RAS is the most common oral ulcerative condition found in clinical practice. [1] RAS is reported to be more common among females, among persons in the third decade of life, and among students. [4],[5] The lifetime prevalence of RAS in a similar population of 260 female dental students was found to be 53%. [6] Similarly, the lifetime prevalence of RAS among the 341 dental students of Manipal College of Dental Sciences, Manipal, India was reported to be as high as 67%. [7] The prevalence of RAS among the students should not be extrapolated for the prevalence of RAS in the general population because the predisposing factors, such as age, gender, stress, and nutritional status, may not be similar. In subjects with RAS, an enhanced immunologic response is assumed to occur due to some trigger factors, such as microbial antigens, stress, hormonal changes, and mechanical injury. The menstrual cycle is governed by hormonal changes, and on an average the duration is about 28 days.

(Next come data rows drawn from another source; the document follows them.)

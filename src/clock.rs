//! Injectable wall clock.
//!
//! All timestamps in the SDK are Unix epoch milliseconds.

use std::sync::atomic::{AtomicI64, Ordering};

use chrono::{DateTime, Utc};

pub trait Clock: Send + Sync {
    fn now_ms(&self) -> i64;
}

#[derive(Debug, Default, Clone, Copy)]
pub struct SystemClock;

impl Clock for SystemClock {
    fn now_ms(&self) -> i64 {
        Utc::now().timestamp_millis()
    }
}

/// A clock that only moves when told to. Useful for tests and replays.
#[derive(Debug)]
pub struct ManualClock {
    now: AtomicI64,
}

impl ManualClock {
    pub fn new(now_ms: i64) -> Self {
        Self {
            now: AtomicI64::new(now_ms),
        }
    }

    pub fn set(&self, now_ms: i64) {
        self.now.store(now_ms, Ordering::SeqCst);
    }

    pub fn advance_ms(&self, delta_ms: i64) {
        self.now.fetch_add(delta_ms, Ordering::SeqCst);
    }
}

impl Clock for ManualClock {
    fn now_ms(&self) -> i64 {
        self.now.load(Ordering::SeqCst)
    }
}

/// Convert an epoch-millisecond timestamp into a UTC datetime.
pub fn to_datetime(ms: i64) -> Option<DateTime<Utc>> {
    DateTime::<Utc>::from_timestamp_millis(ms)
}
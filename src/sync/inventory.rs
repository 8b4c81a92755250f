//! Live ticket pricing and availability for a working set of products.

use std::sync::Arc;

use serde::Serialize;
use tokio::sync::Mutex;

use crate::config::{self, keys};
use crate::error::{Result, SyncFailure};
use crate::models::{DataEnvelope, InventoryMap, InventoryStatusRequest, ProductInventory};
use crate::queries::InventoryQuery;

use super::SyncContext;

/// Outcome of one [`InventorySync::sync_inventory`] call.
#[derive(Debug, Clone, Serialize)]
pub struct InventorySyncResult {
    pub success: bool,
    pub products_updated: usize,
    /// Number of inventory-status requests issued.
    pub batches: usize,
    pub message: String,
    /// Epoch milliseconds.
    pub timestamp: i64,
    pub error: Option<SyncFailure>,
}

/// Batches `/inventory-status` requests and keeps the cached
/// [`InventoryMap`] current.
#[derive(Clone)]
pub struct InventorySync {
    ctx: SyncContext,
    in_flight: Arc<Mutex<()>>,
}

impl InventorySync {
    pub fn new(ctx: SyncContext) -> Self {
        Self {
            ctx,
            in_flight: Arc::new(Mutex::new(())),
        }
    }

    /// Fetch inventory for `product_ids` in batches of at most 100.
    ///
    /// Each returned product's entry replaces the cached one wholesale;
    /// entries for products outside this call are kept. Nothing is written
    /// unless every batch succeeds.
    pub async fn sync_inventory(&self, product_ids: &[u64]) -> InventorySyncResult {
        if product_ids.is_empty() {
            return InventorySyncResult {
                success: true,
                products_updated: 0,
                batches: 0,
                message: "No products to sync".to_string(),
                timestamp: self.ctx.now_ms(),
                error: None,
            };
        }

        let _guard = self.in_flight.lock().await;
        tracing::debug!(products = product_ids.len(), "syncing inventory");

        match self.try_sync(product_ids).await {
            Ok((updated, batches)) => {
                tracing::info!(updated, batches, "synced inventory");
                InventorySyncResult {
                    success: true,
                    products_updated: updated,
                    batches,
                    message: format!("Synced inventory for {} products", updated),
                    timestamp: self.ctx.now_ms(),
                    error: None,
                }
            }
            Err(e) => {
                tracing::warn!(error = %e, "inventory sync failed");
                InventorySyncResult {
                    success: false,
                    products_updated: 0,
                    batches: 0,
                    message: "Failed to fetch inventory status".to_string(),
                    timestamp: self.ctx.now_ms(),
                    error: Some(SyncFailure::from(&e)),
                }
            }
        }
    }

    async fn try_sync(&self, product_ids: &[u64]) -> Result<(usize, usize)> {
        let mut inventory = self.stored_inventory()?;
        let mut fetched: Vec<ProductInventory> = Vec::with_capacity(product_ids.len());
        let mut batches = 0;

        for batch in product_ids.chunks(config::INVENTORY_BATCH_SIZE) {
            let request = InventoryStatusRequest {
                products: batch.to_vec(),
            };
            let response: DataEnvelope<Vec<ProductInventory>> = self
                .ctx
                .client
                .post(config::INVENTORY_ENDPOINT, &request)
                .await?;
            batches += 1;
            tracing::debug!(batch = batch.len(), returned = response.data.len(), "fetched inventory batch");
            fetched.extend(response.data);
        }

        let updated = fetched.len();
        for product in fetched {
            inventory.insert(product.id, product);
        }

        self.ctx.cache.set_many(&[
            (keys::INVENTORY, serde_json::to_string(&inventory)?),
            (keys::LAST_INVENTORY_SYNC, serde_json::to_string(&self.ctx.now_ms())?),
        ])?;

        Ok((updated, batches))
    }

    /// Cache-backed reads over the inventory this routine maintains.
    pub fn query(&self) -> InventoryQuery<'_> {
        InventoryQuery::new(&self.ctx.cache)
    }

    pub fn stored_inventory(&self) -> Result<InventoryMap> {
        self.query().all()
    }

    pub fn product_inventory(&self, product_id: u64) -> Result<Option<ProductInventory>> {
        self.query().get(product_id)
    }

    /// Cheapest available ticket price, `None` when nothing is available.
    pub fn lowest_price(&self, product_id: u64) -> Result<Option<f64>> {
        self.query().lowest_price(product_id)
    }

    pub fn is_available(&self, product_id: u64) -> Result<bool> {
        self.query().is_available(product_id)
    }

    pub fn last_sync(&self) -> Result<Option<i64>> {
        self.query().last_sync()
    }

    pub fn clear(&self) -> Result<()> {
        self.ctx.cache.remove(keys::INVENTORY)?;
        self.ctx.cache.remove(keys::LAST_INVENTORY_SYNC)?;
        tracing::info!("cleared inventory data");
        Ok(())
    }
}
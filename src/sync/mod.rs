//! Sync orchestrators.
//!
//! Each orchestrator owns one group of cache entries, reads its entries at the
//! start of an invocation and writes them back when the invocation completes.
//! Request failures are caught here and turned into result records.

pub mod catalog;
pub mod inventory;
pub mod reference;

pub use catalog::{CatalogSync, SyncResult};
pub use inventory::{InventorySync, InventorySyncResult};
pub use reference::ReferenceSync;

use std::sync::Arc;

use serde::de::DeserializeOwned;

use crate::cache::PersistentCache;
use crate::client::{ApiClient, QueryParams};
use crate::clock::Clock;
use crate::config;
use crate::error::Result;
use crate::models::Paginated;

/// Components shared by every sync routine.
#[derive(Clone)]
pub struct SyncContext {
    pub client: Arc<ApiClient>,
    pub cache: Arc<PersistentCache>,
    pub clock: Arc<dyn Clock>,
}

impl SyncContext {
    pub fn new(client: Arc<ApiClient>, cache: Arc<PersistentCache>, clock: Arc<dyn Clock>) -> Self {
        Self {
            client,
            cache,
            clock,
        }
    }

    pub fn now_ms(&self) -> i64 {
        self.clock.now_ms()
    }
}

/// Fetch every page of a paginated list endpoint, strictly in order.
///
/// `params` carries any filters; the `page` structure is added here. Stops
/// once the server reports the last page.
pub(crate) async fn fetch_all_pages<T: DeserializeOwned>(
    client: &ApiClient,
    endpoint: &str,
    mut params: QueryParams,
) -> Result<Vec<T>> {
    let mut items = Vec::new();
    let mut page = 1u32;

    loop {
        params.page(page, config::PAGE_SIZE);
        let response: Paginated<T> = client.get(endpoint, &params).await?;
        let count = response.data.len();
        let meta = response.meta.clone();
        let has_more = response.has_more();
        items.extend(response.data);

        tracing::debug!(
            endpoint,
            page = meta.current_page,
            last_page = meta.last_page,
            count,
            "fetched page"
        );

        // A server that ignores the page parameter must not loop us forever.
        if !has_more || page >= meta.last_page {
            break;
        }
        page += 1;
    }

    Ok(items)
}
pub mod auth;
pub mod envelope;
pub mod inventory;
pub mod product;
pub mod reference;

pub use auth::*;
pub use envelope::*;
pub use inventory::*;
pub use product::*;
pub use reference::*;
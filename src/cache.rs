//! Durable key-value cache for synced collections.
//!
//! Every named entry (products collection, inventory map, static-data
//! snapshot, sync timestamps) is stored as one JSON document in a DuckDB
//! table. A write replaces the whole entry; there is no field-level update.

use crate::clock::{Clock, SystemClock};
use crate::config;
use crate::error::{Result, SyncError};
use duckdb::Connection as DuckDbConnection;
use serde::de::DeserializeOwned;
use serde::Serialize;
use std::fs;
use std::path::{Path, PathBuf};
use std::sync::{Arc, Mutex, MutexGuard};

const SCHEMA: &str = "CREATE TABLE IF NOT EXISTS sync_cache (\
                        key VARCHAR PRIMARY KEY, \
                        value VARCHAR NOT NULL, \
                        updated_at BIGINT NOT NULL\
                      )";

/// Durable store shared by all sync routines.
///
/// Survives process restarts when opened on a directory. Readers never see a
/// half-written entry: each write is a single `INSERT OR REPLACE`, and
/// multi-entry writes run in one transaction.
pub struct PersistentCache {
    conn: Mutex<DuckDbConnection>,
    path: Option<PathBuf>,
    clock: Arc<dyn Clock>,
}

impl PersistentCache {
    /// Open (or create) the cache database inside `cache_dir`.
    ///
    /// Creates the directory if it does not exist.
    pub fn open<P: AsRef<Path>>(cache_dir: P) -> Result<Self> {
        let dir = cache_dir.as_ref();
        fs::create_dir_all(dir)?;
        let path = dir.join(config::CACHE_DB_FILE);
        let conn = DuckDbConnection::open(&path)?;
        tracing::debug!(path = %path.display(), "opened sync cache");
        Self::init(conn, Some(path))
    }

    /// A cache that lives only as long as this value. Intended for tests.
    pub fn in_memory() -> Result<Self> {
        let conn = DuckDbConnection::open_in_memory()?;
        Self::init(conn, None)
    }

    fn init(conn: DuckDbConnection, path: Option<PathBuf>) -> Result<Self> {
        conn.execute_batch(SCHEMA)?;
        Ok(Self {
            conn: Mutex::new(conn),
            path,
            clock: Arc::new(SystemClock),
        })
    }

    /// Stamp `updated_at` from `clock` instead of the system clock.
    pub fn with_clock(mut self, clock: Arc<dyn Clock>) -> Self {
        self.clock = clock;
        self
    }

    fn lock(&self) -> Result<MutexGuard<'_, DuckDbConnection>> {
        self.conn
            .lock()
            .map_err(|_| SyncError::CacheUnavailable("connection lock poisoned".into()))
    }

    /// Database file backing this cache, `None` when in memory.
    pub fn path(&self) -> Option<&Path> {
        self.path.as_deref()
    }

    /// Read the raw JSON text stored under `key`.
    pub fn get_raw(&self, key: &str) -> Result<Option<String>> {
        let conn = self.lock()?;
        let mut stmt = conn.prepare("SELECT value FROM sync_cache WHERE key = ?")?;
        let mut rows = stmt.query([key])?;
        if let Some(row) = rows.next()? {
            let value: String = row.get(0)?;
            Ok(Some(value))
        } else {
            Ok(None)
        }
    }

    /// Load and deserialize the entry under `key`.
    ///
    /// An entry that no longer parses (schema drift, manual edits) is removed
    /// and reported as absent, so the next sync repopulates it.
    pub fn get<T: DeserializeOwned>(&self, key: &str) -> Result<Option<T>> {
        let Some(raw) = self.get_raw(key)? else {
            return Ok(None);
        };
        match serde_json::from_str(&raw) {
            Ok(value) => Ok(Some(value)),
            Err(e) => {
                tracing::warn!(key, error = %e, "corrupt cache entry -- removing");
                self.remove(key)?;
                Ok(None)
            }
        }
    }

    /// Serialize `value` and replace the entry under `key`.
    pub fn set<T: Serialize + ?Sized>(&self, key: &str, value: &T) -> Result<()> {
        let json = serde_json::to_string(value)?;
        let conn = self.lock()?;
        conn.execute(
            "INSERT OR REPLACE INTO sync_cache (key, value, updated_at) VALUES (?, ?, ?)",
            duckdb::params![key, json, self.clock.now_ms()],
        )?;
        Ok(())
    }

    /// Replace several entries in one transaction.
    ///
    /// Used where a collection and its sync timestamp must move together.
    pub fn set_many(&self, entries: &[(&str, String)]) -> Result<()> {
        let mut conn = self.lock()?;
        let tx = conn.transaction()?;
        let now = self.clock.now_ms();
        for (key, json) in entries {
            tx.execute(
                "INSERT OR REPLACE INTO sync_cache (key, value, updated_at) VALUES (?, ?, ?)",
                duckdb::params![*key, json.as_str(), now],
            )?;
        }
        tx.commit()?;
        Ok(())
    }

    /// Remove the entry under `key`. Returns whether anything was removed.
    pub fn remove(&self, key: &str) -> Result<bool> {
        let conn = self.lock()?;
        let removed = conn.execute("DELETE FROM sync_cache WHERE key = ?", [key])?;
        Ok(removed > 0)
    }

    /// Epoch milliseconds of the last write to `key`.
    pub fn updated_at(&self, key: &str) -> Result<Option<i64>> {
        let conn = self.lock()?;
        let mut stmt = conn.prepare("SELECT updated_at FROM sync_cache WHERE key = ?")?;
        let mut rows = stmt.query([key])?;
        if let Some(row) = rows.next()? {
            Ok(Some(row.get(0)?))
        } else {
            Ok(None)
        }
    }

    pub fn contains(&self, key: &str) -> Result<bool> {
        Ok(self.get_raw(key)?.is_some())
    }

    /// Read an epoch-millisecond timestamp entry.
    pub fn get_timestamp(&self, key: &str) -> Result<Option<i64>> {
        self.get::<i64>(key)
    }

    pub fn set_timestamp(&self, key: &str, ms: i64) -> Result<()> {
        self.set(key, &ms)
    }

    /// All keys currently stored, sorted.
    pub fn keys(&self) -> Result<Vec<String>> {
        let conn = self.lock()?;
        let mut stmt = conn.prepare("SELECT key FROM sync_cache ORDER BY key")?;
        let mut rows = stmt.query([])?;
        let mut keys = Vec::new();
        while let Some(row) = rows.next()? {
            keys.push(row.get(0)?);
        }
        Ok(keys)
    }

    /// Remove every entry.
    pub fn clear(&self) -> Result<()> {
        let conn = self.lock()?;
        conn.execute_batch("DELETE FROM sync_cache")?;
        Ok(())
    }
}

impl std::fmt::Debug for PersistentCache {
    fn fmt(&self, f: &mut std::fmt::Formatter<'_>) -> std::fmt::Result {
        f.debug_struct("PersistentCache")
            .field("path", &self.path)
            .finish()
    }
}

In 1992, it has been reported that there is no association between aphthous stomatitis and premenstrual period, pregnancy, or menopause. [8] However, it has been reported that patients are free from aphthous ulcer during pregnancy and when they are taking oral contraceptive. [9] In a minority of women, onset of cyclical ulceration was found during the luteal phase of the menstrual cycle, which happens after ovulation (14 days). [10] Our investigation also revealed that the onset of RAS is more common during the third week of the menstrual cycle, corresponding the luteal phase. Hence, large-scale epidemiological studies are required to evaluate this association. The limitations of this study include the lack of hormonal assay, low number of study participants, and short duration. In addition, the frequency, severity, and clinical presentation of RAS were not assessed in this study.


  Conclusion Top


The onset of RAS was found to be more common in the third week after menstruation among the female dental students of our institution. Thus the role of hormones in the clinical manifestation of RAS deserves further investigation.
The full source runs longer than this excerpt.